Esistono gesti che oltrepassano il tempo, piccoli segni capaci di trasformarsi in testimonianze eterne di fede e amore. Tra questi vi è il racconto della “Rosa di Padre Pio”, l’ultimo omaggio che il frate del Gargano volle offrire alla Madonna di Pompei pochi giorni prima della sua morte, avvenuta il 23 settembre 1968.
Il giorno delle stimmate
È il 20 settembre 1968. A San Giovanni Rotondo si celebra il cinquantesimo anniversario della comparsa delle stimmate visibili sul corpo di Padre Pio. Le sue condizioni di salute sono ormai gravissime, ma il frate desidera ugualmente celebrare la Santa Messa davanti a una folla immensa di fedeli accorsi da ogni parte d’Italia.
Tra la gente, un devoto napoletano gli offre un grande fascio di rose rosse. Padre Pio osserva quei fiori con tenerezza, poi ne prende una soltanto. Con voce flebile ma decisa affida al fedele una richiesta semplice e profondissima:
“Porta questa rosa alla Madonna di Pompei.”

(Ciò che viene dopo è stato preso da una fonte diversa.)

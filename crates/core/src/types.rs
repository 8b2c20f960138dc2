//! Domain types shared by the disposer, promise and access crates.

use parking_lot::Mutex;
use serde::{Deserialize, Serialize};
use std::sync::Arc;

// ---------------------------------------------------------------------------
// Disposable
// ---------------------------------------------------------------------------

/// A resource participating in the ownership tree.
///
/// Resources are shared as `Arc`s and identified by allocation, so
/// `dispose` takes `&self`; implementors keep their mutable state behind
/// interior mutability. The disposer calls `dispose` at most once.
pub trait Disposable: Send + Sync + 'static {
    fn dispose(&self);

    /// Called on every node of a subtree, parents first, before any node of
    /// that subtree is disposed.
    fn before_tree_dispose(&self) {}

    fn debug_name(&self) -> String {
        std::any::type_name::<Self>().to_string()
    }
}

/// Type-erased shared handle to a [`Disposable`].
pub type DisposableRef = Arc<dyn Disposable>;

/// Identity of a disposable: the address of its `Arc` allocation.
///
/// Only meaningful while the allocation is pinned by a strong or weak
/// reference held by whoever stores the key.
#[derive(Debug, Clone, Copy, PartialEq, Eq, Hash, PartialOrd, Ord)]
pub struct ObjectKey(usize);

impl ObjectKey {
    #[inline]
    pub fn of(resource: &DisposableRef) -> Self {
        Self(Arc::as_ptr(resource) as *const () as usize)
    }
}

/// Erases a concrete `Arc<T>` into a [`DisposableRef`] sharing the same allocation.
#[inline]
pub fn erase<T: Disposable>(resource: &Arc<T>) -> DisposableRef {
    resource.clone()
}

// ---------------------------------------------------------------------------
// Closure-backed disposables
// ---------------------------------------------------------------------------

/// A named disposable with no behavior of its own, used as a parent for
/// grouping resources.
#[derive(Debug)]
pub struct NamedDisposable {
    name: String,
}

impl NamedDisposable {
    pub fn new(name: impl Into<String>) -> Arc<Self> {
        Arc::new(Self { name: name.into() })
    }
}

impl Disposable for NamedDisposable {
    fn dispose(&self) {}

    fn debug_name(&self) -> String {
        self.name.clone()
    }
}

/// Runs a closure exactly once on dispose.
pub struct OnDispose {
    name: String,
    action: Mutex<Option<Box<dyn FnOnce() + Send>>>,
}

impl OnDispose {
    pub fn new(name: impl Into<String>, action: impl FnOnce() + Send + 'static) -> Arc<Self> {
        Arc::new(Self {
            name: name.into(),
            action: Mutex::new(Some(Box::new(action))),
        })
    }
}

impl Disposable for OnDispose {
    fn dispose(&self) {
        let action = self.action.lock().take();
        if let Some(action) = action {
            action();
        }
    }

    fn debug_name(&self) -> String {
        self.name.clone()
    }
}

// ---------------------------------------------------------------------------
// Statuses
// ---------------------------------------------------------------------------

/// Observable state of a promise.
#[derive(Debug, Clone, Copy, PartialEq, Eq, Hash, Serialize, Deserialize)]
pub enum PromiseStatus {
    Pending,
    Succeeded,
    Rejected,
    Cancelled,
}

impl PromiseStatus {
    pub fn is_done(self) -> bool {
        self != Self::Pending
    }
}

/// Kind of access a thread currently holds on application state.
#[derive(Debug, Clone, Copy, PartialEq, Eq, Hash, Serialize, Deserialize)]
pub enum AccessKind {
    None,
    Read,
    Write,
}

Non era un gesto casuale. Era l’ultimo saluto di un figlio alla sua Madre celeste.
Il viaggio verso Pompei
L’uomo partì immediatamente verso il Santuario della Beata Vergine del Rosario di Pompei. Giunto davanti all’altare maggiore, raccontò alle suore che quella rosa proveniva direttamente da Padre Pio e chiese che fosse deposta ai piedi della Vergine.
La religiosa accolse il dono con commozione e inserì il fiore tra gli altri bouquet che adornavano il quadro della Madonna.
Nulla lasciava presagire ciò che sarebbe accaduto poche ore dopo.
Il prodigio del 23 settembre
Nella notte tra il 22 e il 23 settembre 1968, alle 2:30 del mattino, Padre Pio concluse serenamente la sua vita terrena a San Giovanni Rotondo.
Quello stesso giorno, a Pompei, durante il consueto cambio dei fiori sull’altare, una suora notò un particolare inspiegabile: tutti i fiori erano ormai appassiti, tranne uno.
La rosa inviata da Padre Pio appariva ancora fresca e profumata. Ma vi era di più: il fiore, consegnato completamente aperto, si era richiuso in un bocciolo perfetto, quasi tornato all’inizio della sua fioritura.
Per molti fu un segno straordinario.
Il significato spirituale
Fra Tarcisio da Cervinara, tra i più noti biografi del Santo, interpretò quel fatto come un simbolo profondamente spirituale.
La rosa rimasta viva rappresentava la santità che non conosce corruzione. Il bocciolo richiuso evocava invece l’anima di Padre Pio che, terminato il cammino terreno, rifioriva nell’eternità tra le mani della Vergine.
Un’immagine delicata e potente: l’ultimo respiro del frate trasformato in un fiore offerto al cielo.
Un legame lungo una vita
L’episodio della rosa non fu un fatto isolato, ma il compimento di una devozione durata tutta la vita. Padre Pio nutriva infatti un amore profondissimo per la Madonna di Pompei e per il Rosario.
Visitò il Santuario più volte nel corso della sua vita e recitava ogni giorno la Supplica alla Regina del Santo Rosario di Pompei, raccomandandola continuamente ai suoi figli spirituali.
Per lui, la Vergine era la “Mammina”, mediatrice di ogni grazia e presenza costante nel suo cammino umano e spirituale.
La rosa oggi
Quel piccolo bocciolo è oggi custodito come reliquia nel Santuario di Pompei, all’interno di un prezioso reliquiario. Migliaia di pellegrini continuano a sostare davanti a quel fiore ormai essiccato, vedendovi non soltanto un oggetto conservato nel tempo, ma il segno silenzioso di un dialogo d’amore mai interrotto tra Padre Pio e la Madonna.
Perché alcune rose, quando nascono dalla fede, non smettono mai davvero di profumare.